Moscow lies on the east side of the Cedar River at an elevation of 653 ft. According to the U.S. Census Bureau, the CDP has a total area of 1.27 sqmi, of which 1.19 sqmi are land and 0.08 sqmi, or 5.93%, are water.

Hinkeyville is a small unincorporated community located across the Cedar River from Moscow. It is primarily a residential area; however, Wendling Quarries has their main facility just south of the community.

==Demographics==

Historical population
| Census | Pop. | Note | %± |
| 2020 | 290 |  | — |
U.S. Decennial Census

===2020 census===
As of the census of 2020, there were 290 people, 119 households, and 93 families residing in the community. The population density was 243.8 inhabitants per square mile (94.1/km^{2}). There were 122 housing units at an average density of 102.6 per square mile (39.6/km^{2}). The racial makeup of the community was 96.9% White, 0.7% Black or African American, 0.0% Native American, 0.7% Asian, 0.0% Pacific Islander, 0.0% from other races and 1.7% from two or more races. Hispanic or Latino persons of any race comprised 0.7% of the population.

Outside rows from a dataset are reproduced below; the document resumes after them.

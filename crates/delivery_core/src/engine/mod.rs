//! The operations exposed to collaborators.
//!
//! Each operation takes `&mut World` plus an explicit parameter snapshot and
//! an `as_of`/`now` instant; nothing reads ambient configuration or wall
//! clocks. Exclusive world access is what serializes capacity increments
//! when quotes finalize concurrently.

pub mod checkout;
pub mod finalize;
pub mod inspect;
pub mod price_slots;

pub use checkout::{price_checkout, CheckoutRequest, QuoteAmounts, QuoteReceipt};
pub use finalize::{finalize_quote, FinalizeOutcome};
pub use inspect::{inspect_neighbors, NeighborDebug, NeighborDistance};
pub use price_slots::{list_priced_slots, slots_in_horizon, PricedSlot, PricedSlots, SlotCapacityView};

Of the 119 households, 31.1% of which had children under the age of 18 living with them, 61.3% were married couples living together, 7.6% were cohabitating couples, 15.1% had a female householder with no spouse or partner present and 16.0% had a male householder with no spouse or partner present. 21.8% of all households were non-families. 19.3% of all households were made up of individuals, 10.9% had someone living alone who was 65 years old or older.

The median age in the community was 50.8 years. 22.8% of the residents were under the age of 20; 0.7% were between the ages of 20 and 24; 20.7% were from 25 and 44; 33.1% were from 45 and 64; and 22.8% were 65 years of age or older. The gender makeup of the community was 63.1% male and 36.9% female.